In January 2025, as captain of Sporting CP B in the Liga 3 and training with the first team, Mendonça received offers from clubs in Spain and Germany. In July, having finished the season with 33 games, six goals and five assists as his team won promotion, he extended his contract to 2028.

On 1 November 2025, Mendonça scored his first Liga Portugal 2 goal in the 10th game of the season, an equaliser in a 3–2 home win over Feirense.

==International career==
Mendonça was chosen for the Portugal under-17 team at the 2022 UEFA European Championship in Israel. On 29 May, after a 2–2 draw with France in the semi-finals, his miss lost the penalty shootout.

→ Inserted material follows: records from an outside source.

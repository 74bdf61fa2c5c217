//! Table alias recognition

use super::mask::{keyword_at, skip_whitespace};
use super::object_path::scan_identifier;

/// Words that end a table source instead of naming it.
///
/// Only consulted for bare identifiers with no preceding `AS`.
const RESERVED_AFTER_TABLE: &[&str] = &[
    "join",
    "inner",
    "left",
    "right",
    "full",
    "cross",
    "on",
    "where",
    "group",
    "order",
    "having",
    "union",
    "intersect",
    "except",
    "option",
    "for",
    "outer",
    "apply",
    "pivot",
    "unpivot",
    "with",
    "tablesample",
    // Statement starters, for batches that omit the `;` separator
    "select",
    "insert",
    "update",
    "delete",
    "merge",
    "set",
    "declare",
    "exec",
    "execute",
    "if",
    "else",
    "begin",
    "end",
    "return",
    "go",
];

/// An alias following a table reference
#[derive(Debug, Clone, Copy, PartialEq, Eq)]
pub struct Alias {
    /// Start of the alias identifier (after any `AS`)
    pub start: usize,
    /// End of the alias identifier
    pub end: usize,
}

/// Returns true if `word` is reserved after a table reference.
pub fn is_reserved_after_table(word: &str) -> bool {
    RESERVED_AFTER_TABLE
        .iter()
        .any(|reserved| reserved.eq_ignore_ascii_case(word))
}

/// Parse an optional alias (`AS name`, `name`, `[name]`, `"name"`) at `pos`.
pub fn parse_alias(doc: &[u8], mask: &[u8], pos: usize, limit: usize) -> Option<Alias> {
    let mut i = skip_whitespace(mask, pos, limit);

    let has_as = i + 2 <= limit && keyword_at(mask, i, "as");
    if has_as {
        i = skip_whitespace(mask, i + 2, limit);
    }

    let (end, delimited) = scan_identifier(doc, i, limit)?;

    if !has_as && !delimited {
        let word = std::str::from_utf8(&doc[i..end]).ok()?;
        if is_reserved_after_table(word) {
            return None;
        }
    }

    Some(Alias { start: i, end })
}
//! Offset-preserving masking lexer
//!
//! Builds a byte-for-byte stand-in for a SQL document in which comments and
//! the contents of quoted strings and identifiers are blanked out. Keyword
//! searches run against the mask, edits are computed against the original
//! document, and the two share every offset.
//!
//! Quote and bracket delimiters are kept visible so whitespace skipping stops
//! in front of a delimited identifier:
//!
//! ```text
//! SELECT 'a;b' FROM [My Table] -- from here
//! SELECT '   ' FROM [        ]
//! ```

use crate::util::{is_ident_byte, starts_with_ci};

/// Replacement byte for masked content.
pub const BLANK: u8 = b' ';

/// Lexer states for the masking pass
#[derive(Debug, Clone, Copy, PartialEq, Eq)]
enum State {
    Normal,
    LineComment,
    BlockComment,
    /// Inside a `'`, `"` or `` ` `` quoted run, closed by the same byte
    Quoted(u8),
    /// Inside `[...]`
    Bracketed,
}

/// Same-length masked copy of a SQL document
#[derive(Debug, Clone, PartialEq, Eq)]
pub struct MaskedView {
    bytes: Vec<u8>,
}

impl MaskedView {
    /// Mask `doc` in a single left-to-right pass.
    ///
    /// Unterminated comments and literals are not errors: the state simply
    /// persists and blanks the rest of the input.
    pub fn new(doc: &str) -> Self {
        let src = doc.as_bytes();
        let mut bytes = src.to_vec();
        let mut state = State::Normal;
        let mut i = 0;

        while i < src.len() {
            let b = src[i];
            let next = src.get(i + 1).copied();

            match state {
                State::Normal => match (b, next) {
                    (b'-', Some(b'-')) => {
                        bytes[i] = BLANK;
                        bytes[i + 1] = BLANK;
                        state = State::LineComment;
                        i += 2;
                        continue;
                    }
                    (b'/', Some(b'*')) => {
                        bytes[i] = BLANK;
                        bytes[i + 1] = BLANK;
                        state = State::BlockComment;
                        i += 2;
                        continue;
                    }
                    (b'\'' | b'"' | b'`', _) => state = State::Quoted(b),
                    (b'[', _) => state = State::Bracketed,
                    _ => {}
                },
                State::LineComment => {
                    if b == b'\n' {
                        state = State::Normal;
                    } else {
                        bytes[i] = BLANK;
                    }
                }
                State::BlockComment => {
                    bytes[i] = BLANK;
                    if b == b'*' && next == Some(b'/') {
                        bytes[i + 1] = BLANK;
                        state = State::Normal;
                        i += 2;
                        continue;
                    }
                }
                State::Quoted(_) | State::Bracketed => {
                    let close = match state {
                        State::Quoted(delim) => delim,
                        _ => b']',
                    };
                    if b == close {
                        if next == Some(close) {
                            // Doubled delimiter is an escaped literal character
                            bytes[i] = BLANK;
                            bytes[i + 1] = BLANK;
                            i += 2;
                            continue;
                        }
                        state = State::Normal;
                    } else {
                        bytes[i] = BLANK;
                    }
                }
            }
            i += 1;
        }

        Self { bytes }
    }

    pub fn as_bytes(&self) -> &[u8] {
        &self.bytes
    }

    pub fn len(&self) -> usize {
        self.bytes.len()
    }

    pub fn is_empty(&self) -> bool {
        self.bytes.is_empty()
    }
}

/// Advance past ASCII whitespace (masked comments included), stopping at `limit`.
pub fn skip_whitespace(mask: &[u8], mut pos: usize, limit: usize) -> usize {
    while pos < limit && mask[pos].is_ascii_whitespace() {
        pos += 1;
    }
    pos
}

/// True if `word` starts at `pos` as a standalone keyword.
///
/// The byte before must not be an identifier byte or a `.` (so `t.from` and
/// `@from` are not keywords) and the byte after must not be an identifier byte.
pub fn keyword_at(mask: &[u8], pos: usize, word: &str) -> bool {
    let word = word.as_bytes();
    if pos > mask.len() || !starts_with_ci(&mask[pos..], word) {
        return false;
    }
    let before_ok = pos == 0 || {
        let prev = mask[pos - 1];
        !is_ident_byte(prev) && prev != b'.'
    };
    let after_ok = mask
        .get(pos + word.len())
        .map_or(true, |&b| !is_ident_byte(b));
    before_ok && after_ok
}

/// Find the `)` matching the `(` at `open`, ignoring parentheses inside
/// masked regions. Returns `None` if the group is not closed before `limit`.
pub fn find_matching_paren(mask: &[u8], open: usize, limit: usize) -> Option<usize> {
    let mut depth = 0usize;
    for (i, &b) in mask.iter().enumerate().take(limit).skip(open) {
        match b {
            b'(' => depth += 1,
            b')' => {
                depth = depth.checked_sub(1)?;
                if depth == 0 {
                    return Some(i);
                }
            }
            _ => {}
        }
    }
    None
}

On 11 June 2023, Mendonça scored for the under-18 team in a 5–0 win over Norway in the Torneio Internacional Cidade de Lisboa in the Portuguese capital. With the under-19 team, he scored in a 4–1 home win over Serbia in 2024 UEFA European Under-19 Championship qualification, though his team did not make the final tournament in Northern Ireland.